Flutter happens when the eigenfrequencies of two oscillations move close together so their motions can reinforce themselves mutually. When that happens, then the amplitude will increase with each oscillation, up to a point where the amplitude is big enough to break things. That is how bridges are destroyed: Ever more energy is accumulated in the structure, a tiny bit with every oscillation, until the total overwhelms the strength of the weakest part.
If the two eigenfrequencies are not close enough together, both motions will still exist but will normally be damped so they die down quickly after being excited, e.g. by a gust. A typical example is the wing bending motion: When the aircraft flies into an updraft, the wingtips flex up, elastic energy is accumulated and set free once the extra lift from the updraft dies down. The wingtips move down and will very briefly oscillate around their long-term vertical position.
Now add a free-flying aileron (mechanical control system with stick free). This also can oscillate around its long-term deflection angle. As long as the eigenfrequencies of both motions are sufficiently apart, they will not interact. This should be ensured throughout the normal flight envelope. However, flying faster will increase the aileron eigenfrequency, and in this case we should focus on the first antimetric bending motion of the wing. At one point the aileron frequency will come close to the wing bending eigenfrequency, and only then this particular flutter mode will happen.
The glider in the second picture of your question is the SB-9, a longer-span version of the SB-8 (which itself is flutter-free). The added span moved the wing eigenfrequencies down, so they met with the aileron frequency at a lower speed. Now flutter could be observed when flying at the right speed, but it could be stopped simply by gripping the stick.
Therefore, the possible protections against flutter are:
- Limit the flight envelope. Prohibit flight speeds at which flutter is possible.
- Increase damping. This can be as simple as adding some friction. The rudder cables in gliders are run in PE tubes which add some friction, eliminating rudder flutter.
- Put mass balance on all control surfaces. On the Handley-Page O/100 bomber of 1916 it was enough to crosslink the two halves of the elevator, which stopped the first known case of flutter in airplanes.
- Increase eigenfrequencies by increasing stiffness. In the SB-13 flying wing glider high modulus carbon fiber was used in the spar to shift the wing's eigenfrequency sufficiently up to avoid a coupling of the wing bending mode with the short period mode of the airplane
- Increase eigenfrequencies by mass reduction: When a wing is made lighter especially towards the tips, e.g. by clipping the wing tips, its eigenfrequency will move up, shifting flutter speeds up. Conversely, by adding wingspan to the sound SB-8 design, the eigenfrequency of the SB-9 wing went down.

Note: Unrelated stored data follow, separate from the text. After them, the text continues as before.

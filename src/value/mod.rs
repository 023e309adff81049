//! Host values accepted by the struct builder
//!
//! A [`Value`] is one field of a struct being built. Scalars are copied into
//! the header; built structs are embedded; built vectors are referenced by
//! their `(pointer, count)` header; a pending [`VecBuilder`] is serialized into
//! the trailing region of the same allocation.

pub mod builder;

use crate::errors::{MarshalError, Result};
use crate::managed::Managed;
use crate::memory::raw;
use crate::memory::Address;
use crate::object::{WeldStruct, WeldVec};
use crate::types::{PrimitiveKind, StructType, TypeDesc, VecType};
use std::borrow::Cow;

/// One field value passed to [`WeldStruct::build`]
#[derive(Debug)]
pub enum Value<'a> {
    Bool(bool),
    Byte(i8),
    I32(i32),
    I64(i64),
    F32(f32),
    F64(f64),
    Pointer(Address),
    /// Embedded by copying its header bytes
    Struct(&'a WeldStruct<'a>),
    /// Referenced by its data pointer and element count
    Vec(&'a WeldVec<'a>),
    /// Serialized into the trailing region of the built block
    Pending(VecBuilder<'a>),
}

impl Value<'_> {
    /// Descriptor this value occupies in the built struct
    ///
    /// `index` is the position of the value, reported when a source handle is closed.
    pub fn type_desc(&self, index: usize) -> Result<TypeDesc> {
        Ok(match self {
            Value::Bool(_) => PrimitiveKind::Bool.into(),
            Value::Byte(_) => PrimitiveKind::I8.into(),
            Value::I32(_) => PrimitiveKind::I32.into(),
            Value::I64(_) => PrimitiveKind::I64.into(),
            Value::F32(_) => PrimitiveKind::F32.into(),
            Value::F64(_) => PrimitiveKind::F64.into(),
            Value::Pointer(_) => PrimitiveKind::Pointer.into(),
            Value::Struct(s) => {
                if s.is_closed() {
                    return Err(closed(index, "struct"));
                }
                s.struct_type().clone().into()
            }
            Value::Vec(v) => {
                if v.is_closed() {
                    return Err(closed(index, "vec"));
                }
                v.vec_type().into()
            }
            Value::Pending(pending) => VecType::new(pending.element_type().clone()).into(),
        })
    }
}

fn closed(index: usize, kind: &str) -> MarshalError {
    MarshalError::UnsupportedValue {
        index,
        kind: format!("closed {}", kind),
    }
}

macro_rules! impl_from_value {
    ($($ty:ty => $variant:ident),*) => {
        $(
            impl From<$ty> for Value<'_> {
                fn from(v: $ty) -> Self {
                    Value::$variant(v)
                }
            }
        )*
    };
}

impl_from_value!(
    bool => Bool,
    i8 => Byte,
    i32 => I32,
    i64 => I64,
    f32 => F32,
    f64 => F64,
    Address => Pointer
);

impl<'a> From<&'a WeldStruct<'a>> for Value<'a> {
    fn from(s: &'a WeldStruct<'a>) -> Self {
        Value::Struct(s)
    }
}

impl<'a> From<&'a WeldVec<'a>> for Value<'a> {
    fn from(v: &'a WeldVec<'a>) -> Self {
        Value::Vec(v)
    }
}

impl<'a> From<VecBuilder<'a>> for Value<'a> {
    fn from(v: VecBuilder<'a>) -> Self {
        Value::Pending(v)
    }
}

#[derive(Debug, Clone)]
enum Payload<'a> {
    Bools(Cow<'a, [bool]>),
    Bytes(Cow<'a, [i8]>),
    Octets(Cow<'a, [u8]>),
    I32s(Cow<'a, [i32]>),
    I64s(Cow<'a, [i64]>),
    F32s(Cow<'a, [f32]>),
    F64s(Cow<'a, [f64]>),
    Structs(Vec<&'a WeldStruct<'a>>),
    Vecs(Vec<&'a WeldVec<'a>>),
}

/// Elements of a vector not yet written to native memory
#[derive(Debug, Clone)]
pub struct VecBuilder<'a> {
    element: TypeDesc,
    payload: Payload<'a>,
}

impl<'a> VecBuilder<'a> {
    fn primitive(kind: PrimitiveKind, payload: Payload<'a>) -> Self {
        VecBuilder {
            element: kind.into(),
            payload,
        }
    }

    pub fn bools(values: impl Into<Cow<'a, [bool]>>) -> Self {
        Self::primitive(PrimitiveKind::Bool, Payload::Bools(values.into()))
    }

    pub fn i8s(values: impl Into<Cow<'a, [i8]>>) -> Self {
        Self::primitive(PrimitiveKind::I8, Payload::Bytes(values.into()))
    }

    /// Unsigned bytes, stored as `vec[i8]`
    pub fn bytes(values: impl Into<Cow<'a, [u8]>>) -> Self {
        Self::primitive(PrimitiveKind::I8, Payload::Octets(values.into()))
    }

    /// UTF-8 bytes of `text`, without a terminator
    pub fn text(text: &'a str) -> Self {
        Self::bytes(text.as_bytes())
    }

    pub fn i32s(values: impl Into<Cow<'a, [i32]>>) -> Self {
        Self::primitive(PrimitiveKind::I32, Payload::I32s(values.into()))
    }

    pub fn i64s(values: impl Into<Cow<'a, [i64]>>) -> Self {
        Self::primitive(PrimitiveKind::I64, Payload::I64s(values.into()))
    }

    pub fn f32s(values: impl Into<Cow<'a, [f32]>>) -> Self {
        Self::primitive(PrimitiveKind::F32, Payload::F32s(values.into()))
    }

    pub fn f64s(values: impl Into<Cow<'a, [f64]>>) -> Self {
        Self::primitive(PrimitiveKind::F64, Payload::F64s(values.into()))
    }

    /// Vector of structs, each copied into the payload
    ///
    /// The element type is taken from the first struct, so the list must not be empty.
    pub fn structs<I>(items: I) -> Result<Self>
    where
        I: IntoIterator<Item = &'a WeldStruct<'a>>,
    {
        let items: Vec<_> = items.into_iter().collect();
        let first = items
            .first()
            .ok_or_else(|| {
                MarshalError::invalid_type("cannot infer the element type of an empty struct vector")
            })?;
        if first.is_closed() {
            return Err(closed(0, "struct"));
        }
        let element = first.struct_type().clone();
        Self::structs_of(element, items)
    }

    /// Vector of structs of type `element`; may be empty
    pub fn structs_of<I>(element: StructType, items: I) -> Result<Self>
    where
        I: IntoIterator<Item = &'a WeldStruct<'a>>,
    {
        let items: Vec<_> = items.into_iter().collect();
        for (index, item) in items.iter().enumerate() {
            if item.is_closed() {
                return Err(closed(index, "struct"));
            }
            if *item.struct_type() != element {
                return Err(MarshalError::TypeMismatch {
                    index,
                    expected: element.name().to_string(),
                    got: item.struct_type().name().to_string(),
                });
            }
        }
        Ok(VecBuilder {
            element: element.into(),
            payload: Payload::Structs(items),
        })
    }

    /// Vector of vectors, each stored as its `(pointer, count)` header
    ///
    /// The element type is taken from the first vector, so the list must not be empty.
    pub fn vecs<I>(items: I) -> Result<Self>
    where
        I: IntoIterator<Item = &'a WeldVec<'a>>,
    {
        let items: Vec<_> = items.into_iter().collect();
        let first = items
            .first()
            .ok_or_else(|| {
                MarshalError::invalid_type("cannot infer the element type of an empty vector of vectors")
            })?;
        if first.is_closed() {
            return Err(closed(0, "vec"));
        }
        let element = first.vec_type();
        Self::vecs_of(element, items)
    }

    /// Vector of vectors of type `element`; may be empty
    pub fn vecs_of<I>(element: VecType, items: I) -> Result<Self>
    where
        I: IntoIterator<Item = &'a WeldVec<'a>>,
    {
        let items: Vec<_> = items.into_iter().collect();
        for (index, item) in items.iter().enumerate() {
            if item.is_closed() {
                return Err(closed(index, "vec"));
            }
            if item.element_type() != element.element_type() {
                return Err(MarshalError::TypeMismatch {
                    index,
                    expected: element.name(),
                    got: item.vec_type().name(),
                });
            }
        }
        Ok(VecBuilder {
            element: element.into(),
            payload: Payload::Vecs(items),
        })
    }

    pub fn element_type(&self) -> &TypeDesc {
        &self.element
    }

    pub fn num_elements(&self) -> usize {
        match &self.payload {
            Payload::Bools(v) => v.len(),
            Payload::Bytes(v) => v.len(),
            Payload::Octets(v) => v.len(),
            Payload::I32s(v) => v.len(),
            Payload::I64s(v) => v.len(),
            Payload::F32s(v) => v.len(),
            Payload::F64s(v) => v.len(),
            Payload::Structs(v) => v.len(),
            Payload::Vecs(v) => v.len(),
        }
    }

    pub fn is_empty(&self) -> bool {
        self.num_elements() == 0
    }

    /// Bytes occupied by the serialized elements, before trailing alignment
    pub fn byte_size(&self) -> usize {
        self.num_elements() * self.element.size()
    }

    /// Serialize the elements back to back starting at `address`
    ///
    /// # Safety
    ///
    /// `address` must be valid for writing [`byte_size`](Self::byte_size) bytes.
    pub unsafe fn write_to(&self, address: Address) {
        match &self.payload {
            Payload::Bools(v) => raw::put_slice(address, v),
            Payload::Bytes(v) => raw::put_slice(address, v),
            Payload::Octets(v) => raw::put_slice(address, v),
            Payload::I32s(v) => raw::put_slice(address, v),
            Payload::I64s(v) => raw::put_slice(address, v),
            Payload::F32s(v) => raw::put_slice(address, v),
            Payload::F64s(v) => raw::put_slice(address, v),
            Payload::Structs(items) => {
                let stride = self.element.size();
                for (i, item) in items.iter().enumerate() {
                    raw::copy(item.address(), address.offset(i * stride), stride);
                }
            }
            Payload::Vecs(items) => {
                let stride = self.element.size();
                for (i, item) in items.iter().enumerate() {
                    builder::put_vec_header(
                        address.offset(i * stride),
                        item.address(),
                        item.num_elements(),
                    );
                }
            }
        }
    }
}
use crate::errors::Result;
use crate::managed::{Lifecycle, Managed};
use crate::memory::block::MemoryBlock;
use crate::memory::Address;
use crate::types::StructType;
use crate::value::{builder, Value};
use crate::view::StructView;
use std::marker::PhantomData;

/// A struct value in native memory
///
/// A built struct owns one block holding its header followed by the payloads
/// of the vectors it was built with. A struct created by
/// [`from_address`](Self::from_address) borrows memory owned elsewhere.
///
/// `'a` is the lifetime of the built structs and vectors it was built from:
/// their payloads are referenced, not copied, so they must outlive it.
///
/// ```compile_fail
/// use weld_marshal::{Value, VecBuilder, WeldStruct, WeldVec};
///
/// let s = {
///     let payload = WeldVec::build(VecBuilder::i64s(vec![1, 3, 4])).unwrap();
///     WeldStruct::build(&[Value::Vec(&payload)]).unwrap()
/// };
/// s.view().get_vec(0).to_i64_vec();
/// ```
///
/// ```compile_fail
/// use weld_marshal::{Value, VecBuilder, WeldStruct};
///
/// let outer = {
///     let inner = WeldStruct::build(&[VecBuilder::i64s(vec![10, 20]).into()]).unwrap();
///     WeldStruct::build(&[Value::Struct(&inner)]).unwrap()
/// };
/// outer.view().get_struct(0).get_vec(0).to_i64_vec();
/// ```
#[derive(Debug)]
pub struct WeldStruct<'a> {
    block: MemoryBlock,
    ty: StructType,
    lifecycle: Lifecycle,
    _sources: PhantomData<&'a ()>,
}

impl<'a> WeldStruct<'a> {
    /// Lay out and serialize `values` into a newly allocated block
    ///
    /// ```
    /// use weld_marshal::{Value, VecBuilder, WeldStruct};
    ///
    /// let s = WeldStruct::build(&[
    ///     Value::I32(4),
    ///     VecBuilder::i64s(vec![1, 3, 4]).into(),
    /// ])
    /// .unwrap();
    /// assert_eq!(s.size(), 24);
    /// assert_eq!(s.view().get_i32(0), 4);
    /// assert_eq!(s.view().get_vec(1).to_i64_vec(), vec![1, 3, 4]);
    /// ```
    pub fn build(values: &[Value<'a>]) -> Result<Self> {
        builder::build(values)
    }

    pub(crate) fn from_block(block: MemoryBlock, ty: StructType) -> Self {
        WeldStruct {
            block,
            ty,
            lifecycle: Lifecycle::new(),
            _sources: PhantomData,
        }
    }

    /// Wrap a struct owned elsewhere; closing it never frees the memory
    ///
    /// # Safety
    ///
    /// `address` must point to a value laid out as `ty`, valid for the
    /// lifetime of the returned handle.
    pub unsafe fn from_address(address: Address, ty: StructType) -> Self {
        let size = ty.size();
        Self::from_block(MemoryBlock::borrowed(address, size), ty)
    }

    /// # Panics
    ///
    /// If the struct is closed.
    #[track_caller]
    pub fn address(&self) -> Address {
        self.check_access();
        self.block.address()
    }

    /// Header size: the struct type's laid-out size
    #[track_caller]
    pub fn size(&self) -> usize {
        self.check_access();
        self.ty.size()
    }

    /// Size of the whole block, including the trailing vector payloads
    #[track_caller]
    pub fn block_size(&self) -> usize {
        self.check_access();
        self.block.size()
    }

    #[track_caller]
    pub fn struct_type(&self) -> &StructType {
        self.check_access();
        &self.ty
    }

    #[track_caller]
    pub fn is_owned(&self) -> bool {
        self.check_access();
        self.block.is_owned()
    }

    /// Typed view of the struct's fields
    #[track_caller]
    pub fn view(&self) -> StructView<'_> {
        unsafe { StructView::new(self.address(), self.ty.clone()) }
    }
}

impl Managed for WeldStruct<'_> {
    fn lifecycle(&self) -> &Lifecycle {
        &self.lifecycle
    }

    fn release(&self) {
        unsafe { self.block.release() }
    }

    fn kind(&self) -> &'static str {
        "struct"
    }
}

impl Drop for WeldStruct<'_> {
    fn drop(&mut self) {
        self.finalize();
    }
}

- Change eigenmodes: By running the aileron pushrods near the wing shell, wing bending can effect an aileron deflection which helps to dampen the wing's bending mode.
- Cross-coupling of eigenmodes: By reducing the wing spar sweep of the SB-13 by 3° relative to that of the whole wing, the bending motion causes wing torsion which reduces incidence when the wingtips are bent up and vice versa. This is similar to the pushrod trick and is an application of aeroelastic tailoring.
In a similar way, the forward location of the engines on an airliner wing creates an inertial torsion moment when the wing flexes. This increases damping, so this example could had equally appeared in the first point.
To ensure a design is free of flutter, a range of tests is performed prior to first flight and during flight testing. From this answer:
Since maybe fifty years every new design must go through a static
vibration test to check which elastic eigenfrequencies exist.
Analytical methods are used to predict the (speed dependent)
aerodynamic frequencies and the structure must be modified to remove
any possibility of resonance. Next, the airframe is tested in flight
at ever increasing speeds and with exciters at the tips of all
surfaces (those can be like the vibration motor in your smartphone,
only bigger, or, in the simplest of cases, the pilot moves the control
surfaces). At increasing speeds, the exciters are run through a
frequency sweep (typically from 5 to 60 Hz) and the resulting
amplitude is measured by strain gages or accelerometers.